Талантливый текст, правда? Даже автор этих строк, которому слон на ухо "с момента зачатия" наступил, кое-что понял. А ты, читатель?
Но каждая уважающая себя рецензия должна содержать в себе ложку дёгтю. Не будем отступать от традиции и констатируем, что продолжением несомненных достоинств книги Маргариты Волковой-Мендзелевской являются столь же огорчительные её недостатки. Восхищённые интонации, возникающие одновременно с появлением на сцене очередного персонажа, начинают в конце концов надоедать. Повторяем, этих персонажей сотни. В какие-то моменты мемуары превращаются в подобие телефонной книги под названием "Музыкальная Москва". Н. И. Степанцова, автор "Предисловия" к мемуарам, выразилась в этом смысле неожиданно точно: "/…/Раскрываются стра-ницы блистательной, бьющей ключом, столичной московской жизни конца 30-х - 40-х годов, а также 60-х и 70-х, с мельканием знаменитых имен и образов: Э.Гилельса, Я.Зака, Г.М.Когана, Т.Кравченко, Я.Мильштейна, М.Ростроповича, Я.Флиера В.Берлинского и многих других".

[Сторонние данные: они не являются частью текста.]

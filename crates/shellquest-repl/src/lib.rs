//! shellquest REPL: the terminal front end for the ShellQuest kernel.
//!
//! - Line editing, history and tab completion via rustyline
//! - Session resume lines (offline coins, streak, cloud pull) on start
//! - Meta-commands: `/help`, `/quit`, `/online`, `/offline`

pub mod config;

use std::path::PathBuf;
use std::sync::Arc;

use anyhow::{Context, Result};
use chrono::Utc;
use rustyline::completion::Completer;
use rustyline::error::ReadlineError;
use rustyline::highlight::Highlighter;
use rustyline::hint::Hinter;
use rustyline::history::DefaultHistory;
use rustyline::validate::Validator;
use rustyline::{Config, Editor, Helper};
use tokio::runtime::Runtime;

use shellquest_kernel::completion::CompletionCatalog;
use shellquest_kernel::store::{FileStore, KeyValueStore};
use shellquest_kernel::sync::StoreRemote;
use shellquest_kernel::{Collaborators, Kernel, KernelConfig};

pub use config::ReplConfig;

/// ANSI clear-screen plus cursor home.
const CLEAR_SCREEN: &str = "\x1b[2J\x1b[H";

const HELP_TEXT: &str = r#"ShellQuest: learn the command line one quest at a time.

Game commands:
  help, tutorial, quests, hint    Find out what to do next
  tips, banner                    Pointers and a splash screen
  stats, shop, buy <upgrade-id>   Progress and upgrades
  signup, login, logout, whoami   Accounts
  sync                            Push progress to the cloud

Meta commands:
  /help, /h, /?     Show this help
  /quit, /q         Save and exit
  /offline          Simulate losing the cloud connection
  /online           Reconnect and retry a pending sync"#;

/// REPL state: a kernel session and the runtime it runs on.
pub struct Repl {
    kernel: Option<Kernel>,
    runtime: Runtime,
    remote: Option<Arc<StoreRemote>>,
    quit: bool,
}

impl Repl {
    /// Open a session backed by the directories in `config`.
    pub fn new(config: &ReplConfig) -> Result<Self> {
        let data_dir = config.resolved_data_dir()?;
        let store: Arc<dyn KeyValueStore> = Arc::new(FileStore::new(&data_dir));

        let remote = config.remote_dir.as_ref().map(|dir| {
            let remote = Arc::new(StoreRemote::new(Arc::new(FileStore::new(dir))));
            remote.set_online(!config.offline);
            remote
        });
        let collaborators = match &remote {
            Some(remote) => Collaborators::with_remote(store, remote.clone()),
            None => Collaborators::local(store),
        };

        let kernel = Kernel::new(KernelConfig::default(), collaborators, Utc::now())
            .with_context(|| format!("Failed to open save in {}", data_dir.display()))?;
        Self::with_kernel(kernel, remote)
    }

    /// A throwaway session: nothing touches disk.
    pub fn in_memory() -> Result<Self> {
        Self::with_kernel(Kernel::in_memory(), None)
    }

    fn with_kernel(kernel: Kernel, remote: Option<Arc<StoreRemote>>) -> Result<Self> {
        let runtime = Runtime::new().context("Failed to create tokio runtime")?;
        Ok(Self {
            kernel: Some(kernel),
            runtime,
            remote,
            quit: false,
        })
    }

    fn kernel(&mut self) -> Result<&mut Kernel> {
        self.kernel.as_mut().context("Session already closed")
    }

    /// Resume bookkeeping; returns the lines to greet the player with.
    pub fn start(&mut self) -> Result<Vec<String>> {
        let runtime = &self.runtime;
        let kernel = self.kernel.as_mut().context("Session already closed")?;
        Ok(runtime.block_on(kernel.resume(Utc::now())))
    }

    /// Process a single line of input.
    pub fn process_line(&mut self, line: &str) -> Result<Option<String>> {
        let trimmed = line.trim();

        if trimmed.starts_with('/') {
            return self.handle_meta_command(trimmed);
        }
        if trimmed.is_empty() {
            return Ok(None);
        }

        let runtime = &self.runtime;
        let kernel = self.kernel.as_mut().context("Session already closed")?;
        let turn = runtime.block_on(kernel.execute(trimmed));

        let mut output = turn.lines().join("\n");
        if turn.result.clear {
            output.insert_str(0, CLEAR_SCREEN);
        }
        Ok(if output.is_empty() { None } else { Some(output) })
    }

    fn handle_meta_command(&mut self, cmd: &str) -> Result<Option<String>> {
        let command = cmd.split_whitespace().next().unwrap_or("");

        match command {
            "/quit" | "/q" | "/exit" => {
                self.quit = true;
                Ok(None)
            }
            "/help" | "/h" | "/?" => Ok(Some(HELP_TEXT.to_string())),
            "/offline" => {
                let Some(remote) = &self.remote else {
                    return Ok(Some("No cloud configured.".to_string()));
                };
                remote.set_online(false);
                Ok(Some("Cloud connection dropped.".to_string()))
            }
            "/online" => {
                let Some(remote) = self.remote.clone() else {
                    return Ok(Some("No cloud configured.".to_string()));
                };
                remote.set_online(true);
                let runtime = &self.runtime;
                let kernel = self.kernel.as_mut().context("Session already closed")?;
                let message = match runtime.block_on(kernel.retry_pending_sync()) {
                    Ok(true) => "Reconnected. Pending progress synced.".to_string(),
                    Ok(false) => "Reconnected.".to_string(),
                    Err(e) => format!("Reconnected, but sync is still pending: {e}"),
                };
                Ok(Some(message))
            }
            _ => Ok(Some(format!("Unknown meta command: {command}"))),
        }
    }

    /// True once `/quit` has been entered.
    pub fn should_quit(&self) -> bool {
        self.quit
    }

    pub fn completion_catalog(&mut self) -> Result<CompletionCatalog> {
        Ok(self.kernel()?.completion_catalog())
    }

    /// Save and flush any queued cloud push.
    pub fn shutdown(mut self) {
        if let Some(kernel) = self.kernel.take() {
            self.runtime.block_on(kernel.shutdown());
        }
    }
}

/// Completes command names and paths from the session's catalog.
#[derive(Default)]
struct QuestHelper {
    catalog: CompletionCatalog,
}

impl Completer for QuestHelper {
    type Candidate = String;

    fn complete(
        &self,
        line: &str,
        pos: usize,
        _ctx: &rustyline::Context<'_>,
    ) -> rustyline::Result<(usize, Vec<String>)> {
        let before = line.get(..pos).unwrap_or(line);
        Ok(self.catalog.candidates(before))
    }
}

impl Hinter for QuestHelper {
    type Hint = String;
}

impl Highlighter for QuestHelper {}

impl Validator for QuestHelper {}

impl Helper for QuestHelper {}

fn history_path(config: &ReplConfig) -> Option<PathBuf> {
    config
        .resolved_data_dir()
        .ok()
        .map(|dir| dir.join("history.txt"))
}

fn save_history(rl: &mut Editor<QuestHelper, DefaultHistory>, history_path: &Option<PathBuf>) {
    let Some(path) = history_path else {
        return;
    };
    if let Some(parent) = path.parent() {
        let _ = std::fs::create_dir_all(parent);
    }
    if let Err(e) = rl.save_history(path) {
        tracing::warn!("Failed to save history: {}", e);
    }
}

/// Run the interactive REPL.
pub fn run(config: ReplConfig) -> Result<()> {
    println!("ShellQuest v{}", env!("CARGO_PKG_VERSION"));
    println!("Type `help` to begin, /help for meta commands, /quit to exit.\n");

    let editor_config = Config::builder()
        .max_history_size(config.history_size)
        .context("Invalid history size")?
        .auto_add_history(true)
        .build();
    let mut rl: Editor<QuestHelper, DefaultHistory> =
        Editor::with_config(editor_config).context("Failed to create editor")?;
    rl.set_helper(Some(QuestHelper::default()));

    let history_path = history_path(&config);
    if let Some(ref path) = history_path {
        let _ = rl.load_history(path);
    }

    let mut repl = Repl::new(&config)?;
    for line in repl.start()? {
        println!("{line}");
    }

    loop {
        let catalog = repl.completion_catalog()?;
        if let Some(helper) = rl.helper_mut() {
            helper.catalog = catalog;
        }

        match rl.readline("quest> ") {
            Ok(line) => match repl.process_line(&line) {
                Ok(Some(output)) => println!("{output}"),
                Ok(None) => {}
                Err(e) => eprintln!("Error: {e}"),
            },
            Err(ReadlineError::Interrupted) => {
                println!("^C");
                continue;
            }
            Err(ReadlineError::Eof) => {
                println!("^D");
                break;
            }
            Err(err) => {
                eprintln!("Error: {err}");
                break;
            }
        }

        if repl.should_quit() {
            break;
        }
    }

    save_history(&mut rl, &history_path);
    repl.shutdown();
    Ok(())
}
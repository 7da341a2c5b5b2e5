//! Quests, zones and the engine that awards them.
//!
//! Quest definitions are static data. Success predicates are [`QuestCheck`]
//! values, a small closed set of check kinds interpreted by one function,
//! so the catalog carries no executable code.

mod catalog;
mod check;
mod engine;

pub use catalog::{QUESTS, ZONES};
pub use check::{QuestCheck, QuestView};
pub use engine::{CompletedQuest, Evaluation, QuestEngine};

use std::fmt;

use serde::{Deserialize, Serialize};

use crate::progression::Reward;

/// Zones in unlock order.
#[derive(Debug, Clone, Copy, PartialEq, Eq, PartialOrd, Ord, Hash, Serialize, Deserialize)]
#[serde(rename_all = "kebab-case")]
pub enum ZoneId {
    TerminalPlains,
    FilewoodForest,
    GrepCaves,
}

impl ZoneId {
    /// The zone whose completions gate this one. `None` for the first zone.
    pub fn previous(self) -> Option<ZoneId> {
        match self {
            ZoneId::TerminalPlains => None,
            ZoneId::FilewoodForest => Some(ZoneId::TerminalPlains),
            ZoneId::GrepCaves => Some(ZoneId::FilewoodForest),
        }
    }
}

impl fmt::Display for ZoneId {
    fn fmt(&self, f: &mut fmt::Formatter<'_>) -> fmt::Result {
        f.write_str(match self {
            ZoneId::TerminalPlains => "Terminal Plains",
            ZoneId::FilewoodForest => "Filewood Forest",
            ZoneId::GrepCaves => "Grep Caves",
        })
    }
}

#[derive(Debug, Clone, Copy, PartialEq, Eq)]
pub struct Zone {
    pub id: ZoneId,
    pub name: &'static str,
}

/// An immutable quest.
#[derive(Debug, Clone, Copy, PartialEq, Eq)]
pub struct QuestDefinition {
    pub id: &'static str,
    pub zone: ZoneId,
    pub title: &'static str,
    pub intro: &'static str,
    pub goal: &'static str,
    pub hints: &'static [&'static str],
    pub check: QuestCheck,
    pub reward: Reward,
}

impl QuestDefinition {
    pub fn first_hint(&self) -> &'static str {
        self.hints.first().copied().unwrap_or(self.goal)
    }
}
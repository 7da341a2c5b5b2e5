//! Command parsing: a raw line becomes one [`Command`] value.
//!
//! Parsing is pure and total. Anything the interpreter does not understand
//! becomes [`Command::Unknown`] so dispatch can report it.

use std::fmt;

use super::lexer::{tokenize, Spanned, Token};

/// Which simulated package manager was invoked.
#[derive(Debug, Clone, Copy, PartialEq, Eq)]
pub enum PackageManager {
    Apt,
    Pacman,
}

impl fmt::Display for PackageManager {
    fn fmt(&self, f: &mut fmt::Formatter<'_>) -> fmt::Result {
        match self {
            PackageManager::Apt => f.write_str("apt"),
            PackageManager::Pacman => f.write_str("pacman"),
        }
    }
}

/// Every command the interpreter knows, with its arguments.
#[derive(Debug, Clone, PartialEq, Eq)]
pub enum Command {
    /// Blank input.
    Empty,

    // Session
    Help,
    Clear,
    Tutorial,
    Tips,
    Banner,
    Quests,
    Stats,
    Shop,
    Buy(Option<String>),
    Hint,

    // Filesystem
    Pwd,
    Ls(Option<String>),
    Cd(Option<String>),
    Cat(Option<String>),
    Touch(Option<String>),
    Mkdir(Option<String>),
    Rm(Option<String>),
    /// Raw text after `echo`, redirection included.
    Echo(String),
    Grep {
        pattern: Option<String>,
        path: Option<String>,
    },

    // Simulated system
    Env,
    /// Raw `KEY=value` argument text.
    Export(String),
    Ps,
    Kill(Option<String>),
    History,
    Ping(Vec<String>),
    Curl(Vec<String>),
    Package {
        manager: PackageManager,
        args: Vec<String>,
    },

    // Accounts
    Signup(Option<String>),
    Login(Option<String>),
    Logout,
    Whoami,
    Sync,

    /// `<command> | grep <pattern>`.
    Pipeline {
        left: Box<Command>,
        pattern: String,
    },

    /// Unrecognized command word, or an unsupported pipe shape (whole line).
    Unknown(String),
}

/// Names offered by `help` and tab completion.
pub const COMMAND_NAMES: &[&str] = &[
    "help", "tutorial", "tips", "banner", "clear", "quests", "stats", "shop", "buy", "hint", "pwd", "ls", "cd",
    "cat", "touch", "mkdir", "rm", "echo", "grep", "env", "export", "ps", "kill", "history",
    "ping", "curl", "apt", "pacman", "signup", "login", "logout", "whoami", "sync",
];

/// Parse a raw input line.
pub fn parse(line: &str) -> Command {
    let trimmed = line.trim();
    let tokens = tokenize(trimmed);

    let pipes: Vec<usize> = tokens
        .iter()
        .enumerate()
        .filter(|(_, t)| t.token == Token::Pipe)
        .map(|(idx, _)| idx)
        .collect();

    match pipes.as_slice() {
        [] => parse_simple(trimmed, &tokens),
        [idx] => {
            let right = &tokens[idx + 1..];
            if right.first().and_then(Spanned::word) != Some("grep") {
                return Command::Unknown(trimmed.to_string());
            }
            let pattern = right[1..]
                .iter()
                .filter_map(Spanned::word)
                .collect::<Vec<_>>()
                .join(" ");
            let left_end = tokens[*idx].span.start;
            let left = parse_simple(&trimmed[..left_end], &tokens[..*idx]);
            Command::Pipeline {
                left: Box::new(left),
                pattern,
            }
        }
        _ => Command::Unknown(trimmed.to_string()),
    }
}

/// Parse a pipe-free token run. `source` is the text the spans index into.
fn parse_simple(source: &str, tokens: &[Spanned]) -> Command {
    let Some(first) = tokens.first() else {
        return Command::Empty;
    };
    let Some(name) = first.word() else {
        return Command::Unknown(source.trim().to_string());
    };

    let args: Vec<String> = tokens[1..]
        .iter()
        .filter_map(Spanned::word)
        .map(str::to_string)
        .collect();
    let arg = |n: usize| args.get(n).cloned();

    match name {
        "help" => Command::Help,
        "clear" => Command::Clear,
        "tutorial" => Command::Tutorial,
        "tips" => Command::Tips,
        "banner" => Command::Banner,
        "quests" => Command::Quests,
        "stats" => Command::Stats,
        "shop" => Command::Shop,
        "buy" => Command::Buy(arg(0)),
        "hint" => Command::Hint,
        "pwd" => Command::Pwd,
        "ls" => Command::Ls(arg(0)),
        "cd" => Command::Cd(arg(0)),
        "cat" => Command::Cat(arg(0)),
        "touch" => Command::Touch(arg(0)),
        "mkdir" => Command::Mkdir(arg(0)),
        "rm" => Command::Rm(arg(0)),
        "echo" => Command::Echo(source[first.span.end..].trim().to_string()),
        "grep" => Command::Grep {
            pattern: arg(0),
            path: arg(1),
        },
        "env" => Command::Env,
        "export" => Command::Export(args.join(" ")),
        "ps" => Command::Ps,
        "kill" => Command::Kill(arg(0)),
        "history" => Command::History,
        "ping" => Command::Ping(args),
        "curl" => Command::Curl(args),
        "apt" => Command::Package {
            manager: PackageManager::Apt,
            args,
        },
        "pacman" => Command::Package {
            manager: PackageManager::Pacman,
            args,
        },
        "signup" => Command::Signup(arg(0)),
        "login" => Command::Login(arg(0)),
        "logout" => Command::Logout,
        "whoami" => Command::Whoami,
        "sync" => Command::Sync,
        other => Command::Unknown(other.to_string()),
    }
}

#[cfg(test)]
mod tests {
    use super::*;
    use rstest::rstest;

    #[rstest]
    #[case("pwd", Command::Pwd)]
    #[case("ls", Command::Ls(None))]
    #[case("ls forest", Command::Ls(Some("forest".into())))]
    #[case("cd ..", Command::Cd(Some("..".into())))]
    #[case("  whoami  ", Command::Whoami)]
    #[case("kill 202", Command::Kill(Some("202".into())))]
    #[case("buy xp-boost", Command::Buy(Some("xp-boost".into())))]
    #[case("tips", Command::Tips)]
    #[case("banner", Command::Banner)]
    #[case("", Command::Empty)]
    fn parses_simple_commands(#[case] line: &str, #[case] expected: Command) {
        assert_eq!(parse(line), expected);
    }

    #[test]
    fn test_unknown_uses_command_word() {
        assert_eq!(parse("dance wildly"), Command::Unknown("dance".into()));
    }

    #[test]
    fn test_echo_keeps_raw_rest() {
        assert_eq!(
            parse(r#"echo "needle line" > notes.txt"#),
            Command::Echo(r#""needle line" > notes.txt"#.into())
        );
    }

    #[test]
    fn test_grep_arguments() {
        assert_eq!(
            parse("grep roots forest/trail.txt"),
            Command::Grep {
                pattern: Some("roots".into()),
                path: Some("forest/trail.txt".into()),
            }
        );
    }

    #[test]
    fn test_package_manager() {
        assert_eq!(
            parse("pacman -S htop"),
            Command::Package {
                manager: PackageManager::Pacman,
                args: vec!["-S".into(), "htop".into()],
            }
        );
    }

    #[test]
    fn test_pipeline_to_grep() {
        assert_eq!(
            parse("ls | grep txt"),
            Command::Pipeline {
                left: Box::new(Command::Ls(None)),
                pattern: "txt".into(),
            }
        );
    }

    #[test]
    fn test_pipeline_left_echo_sees_only_left_text() {
        let Command::Pipeline { left, .. } = parse(r#"echo "a" > f | grep a"#) else {
            panic!("expected pipeline");
        };
        assert_eq!(*left, Command::Echo(r#""a" > f"#.into()));
    }

    #[rstest]
    #[case("ls | wc")]
    #[case("ls | grep a | grep b")]
    #[case("ls |")]
    fn unsupported_pipes_are_unknown(#[case] line: &str) {
        assert_eq!(parse(line), Command::Unknown(line.into()));
    }
}
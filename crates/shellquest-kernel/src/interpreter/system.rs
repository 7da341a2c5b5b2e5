//! Simulated system state: environment, processes, packages, network.
//!
//! Nothing here touches a real resource. Output has the shape of the real
//! tools but is fabricated, and deterministic for a given input.

use std::collections::BTreeMap;
use std::fmt;

use super::command::PackageManager;
use super::result::ExecResult;

const DEFAULT_PING_COUNT: u32 = 4;
const MAX_PING_COUNT: u32 = 100;
const DEFAULT_CURL_URL: &str = "https://example.quest";

#[derive(Debug, Clone, Copy, PartialEq, Eq)]
pub enum ProcessStatus {
    Running,
    Sleeping,
}

impl fmt::Display for ProcessStatus {
    fn fmt(&self, f: &mut fmt::Formatter<'_>) -> fmt::Result {
        match self {
            ProcessStatus::Running => f.write_str("running"),
            ProcessStatus::Sleeping => f.write_str("sleeping"),
        }
    }
}

#[derive(Debug, Clone, PartialEq, Eq)]
pub struct Process {
    pub pid: i64,
    pub name: String,
    pub status: ProcessStatus,
}

/// The fake machine behind `env`, `ps`, `kill`, `ping`, `curl` and the
/// package managers.
#[derive(Debug, Clone)]
pub struct SimulatedSystem {
    env: BTreeMap<String, String>,
    processes: Vec<Process>,
    /// Installed packages in install order.
    packages: Vec<String>,
}

impl Default for SimulatedSystem {
    fn default() -> Self {
        Self::new()
    }
}

impl SimulatedSystem {
    pub fn new() -> Self {
        let env = [
            ("PATH", "/usr/local/bin:/usr/bin"),
            ("HOME", "/home/adventurer"),
            ("SHELL", "/bin/bash"),
        ]
        .into_iter()
        .map(|(k, v)| (k.to_string(), v.to_string()))
        .collect();

        let processes = [
            (101, "scheduler", ProcessStatus::Running),
            (202, "log-watcher", ProcessStatus::Sleeping),
            (303, "telemetry", ProcessStatus::Running),
        ]
        .into_iter()
        .map(|(pid, name, status)| Process {
            pid,
            name: name.to_string(),
            status,
        })
        .collect();

        Self {
            env,
            processes,
            packages: vec!["core-utils".to_string()],
        }
    }

    pub fn env(&self) -> ExecResult {
        ExecResult::success(self.env.iter().map(|(k, v)| format!("{k}={v}")))
    }

    /// `export KEY=value`. Everything after the first `=` is the value.
    pub fn export(&mut self, argument: &str) -> ExecResult {
        let Some((raw_key, raw_value)) = argument.split_once('=') else {
            return ExecResult::failure("Usage: export KEY=value");
        };
        let key = raw_key.trim();
        let value = raw_value.trim();
        if key.is_empty() || value.is_empty() {
            return ExecResult::failure("Both key and value are required.");
        }
        let verb = match self.env.insert(key.to_string(), value.to_string()) {
            Some(_) => "updated",
            None => "added",
        };
        ExecResult::line(format!("Export {verb}: {key}={value}"))
    }

    pub fn ps(&self) -> ExecResult {
        let header = "PID   STATUS    NAME".to_string();
        let rows = self
            .processes
            .iter()
            .map(|p| format!("{:<5} {:<9} {}", p.pid, p.status.to_string(), p.name));
        ExecResult::success(std::iter::once(header).chain(rows))
    }

    pub fn kill(&mut self, pid_arg: Option<&str>) -> ExecResult {
        let Some(pid_arg) = pid_arg else {
            return ExecResult::failure("Usage: kill <pid>");
        };
        let Ok(pid) = pid_arg.parse::<i64>() else {
            return ExecResult::failure("PID must be a number.");
        };
        let Some(index) = self.processes.iter().position(|p| p.pid == pid) else {
            return ExecResult::failure(format!("Process {pid} not found."));
        };
        let process = self.processes.remove(index);
        ExecResult::line(format!(
            "Process {} ({}) terminated safely.",
            process.name, pid
        ))
    }

    /// `ping [-c N] [host]`.
    pub fn ping(&self, args: &[String]) -> ExecResult {
        let mut args = args.to_vec();
        let mut count = DEFAULT_PING_COUNT;
        if let Some(idx) = args.iter().position(|a| a == "-c") {
            if let Some(raw) = args.get(idx + 1) {
                count = raw
                    .parse::<u32>()
                    .ok()
                    .filter(|n| *n > 0)
                    .unwrap_or(DEFAULT_PING_COUNT)
                    .min(MAX_PING_COUNT);
                args.drain(idx..idx + 2);
            }
        }
        let host = args.first().map(String::as_str).unwrap_or("localhost");

        let seed = host
            .bytes()
            .fold(17u64, |acc, b| acc.wrapping_mul(31).wrapping_add(u64::from(b)));
        let samples = (1..=count).map(|seq| {
            let jitter = (seed.wrapping_add(u64::from(seq) * 7919)) % 1000;
            let time = 10.0 + jitter as f64 / 100.0;
            format!("64 bytes from {host}: icmp_seq={seq} time={time:.2} ms")
        });

        let mut lines = vec!["PING simulation".to_string()];
        lines.extend(samples);
        lines.push(format!(
            "{count} packets transmitted, {count} received, 0% packet loss"
        ));
        ExecResult::success(lines)
    }

    /// `curl [-I] [url]`.
    pub fn curl(&self, args: &[String]) -> ExecResult {
        let show_headers = args.iter().any(|a| a == "-I");
        let url = args
            .iter()
            .find(|a| a.starts_with("http"))
            .map(String::as_str)
            .unwrap_or(DEFAULT_CURL_URL);
        if show_headers {
            ExecResult::success([
                "HTTP/1.1 200 OK".to_string(),
                "Content-Type: text/html; charset=utf-8".to_string(),
                "X-ShellQuest: simulated".to_string(),
                format!("Request-URL: {url}"),
            ])
        } else {
            ExecResult::success([
                format!("Simulated response from {url}"),
                r#"{ "status": "ok", "message": "hello from ShellQuest" }"#.to_string(),
            ])
        }
    }

    /// `apt install <pkg>` / `pacman -S <pkg>` (either verb works for both).
    pub fn package(&mut self, manager: PackageManager, args: &[String]) -> ExecResult {
        let action = args.first().map(String::as_str);
        let Some(pkg) = args.get(1).filter(|_| matches!(action, Some("install" | "-S"))) else {
            return ExecResult::failure(format!("Usage: {manager} install <pkg>"));
        };
        let verb = if self.packages.contains(pkg) {
            "reinstalled"
        } else {
            self.packages.push(pkg.clone());
            "installed"
        };
        ExecResult::success([
            format!("{manager} {verb} {pkg}"),
            format!("Packages: {}", self.packages.join(", ")),
        ])
    }
}
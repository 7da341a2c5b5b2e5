//! Tokenizer for command lines.
//!
//! Words are runs of non-whitespace, with double-quoted sections kept as
//! part of a single word (quotes removed). `|` is its own token unless it
//! sits inside quotes. Characters that cannot start a token, such as an
//! unbalanced `"`, are dropped.

use std::ops::Range;

use logos::Logos;

#[derive(Logos, Debug, Clone, PartialEq, Eq)]
#[logos(skip r"[ \t\r\n\f]+")]
pub enum Token {
    #[token("|")]
    Pipe,

    #[regex(r#"(?:[^ \t\r\n\f"|]+|"[^"]*")+"#, |lex| lex.slice().replace('"', ""))]
    Word(String),
}

/// A token with its byte range in the source line.
#[derive(Debug, Clone, PartialEq, Eq)]
pub struct Spanned {
    pub token: Token,
    pub span: Range<usize>,
}

impl Spanned {
    /// The word text, if this is a word.
    pub fn word(&self) -> Option<&str> {
        match &self.token {
            Token::Word(word) => Some(word),
            Token::Pipe => None,
        }
    }
}

/// Tokenize a line. Never fails.
pub fn tokenize(source: &str) -> Vec<Spanned> {
    Token::lexer(source)
        .spanned()
        .filter_map(|(token, span)| match token {
            Ok(token) => Some(Spanned { token, span }),
            Err(()) => {
                tracing::trace!(?span, "skipping unlexable input");
                None
            }
        })
        .collect()
}

#[cfg(test)]
mod tests {
    use super::*;

    fn words(source: &str) -> Vec<String> {
        tokenize(source)
            .into_iter()
            .filter_map(|t| t.word().map(str::to_string))
            .collect()
    }

    #[test]
    fn test_splits_on_whitespace() {
        assert_eq!(words("cat   forest/trail.txt"), vec!["cat", "forest/trail.txt"]);
    }

    #[test]
    fn test_quoted_word_is_one_token() {
        assert_eq!(
            words(r#"echo "gather wood" > camp/todo.txt"#),
            vec!["echo", "gather wood", ">", "camp/todo.txt"]
        );
    }

    #[test]
    fn test_quotes_inside_word() {
        assert_eq!(words(r#"export GREETING="hi there""#), vec!["export", "GREETING=hi there"]);
    }

    #[test]
    fn test_pipe_token() {
        let tokens = tokenize("ls | grep txt");
        assert_eq!(tokens[1].token, Token::Pipe);
        assert_eq!(tokens[1].span, 3..4);
    }

    #[test]
    fn test_pipe_without_spaces() {
        let tokens = tokenize("ls|grep txt");
        assert_eq!(tokens.len(), 4);
        assert_eq!(tokens[1].token, Token::Pipe);
    }

    #[test]
    fn test_pipe_inside_quotes_is_text() {
        assert_eq!(words(r#"echo "a|b" > f"#), vec!["echo", "a|b", ">", "f"]);
    }

    #[test]
    fn test_blank_line() {
        assert!(tokenize("   \t ").is_empty());
    }
}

Вот именно, "с мельканием" и, вот именно, "и многих других". Стремление никого не забыть, всех похвалить сыграло с мемуаристкой злую шутку. Похвалы становятся вынужденно однообразными, их эффект аннигилируется, перестаёт восприниматься.
…Влив обещанную ложку дёгтю в бочку мёду, завершим на этом свою небольшую рецензионную минидиссертацию.
Маргарита, из далёкого Львова - искренний привет!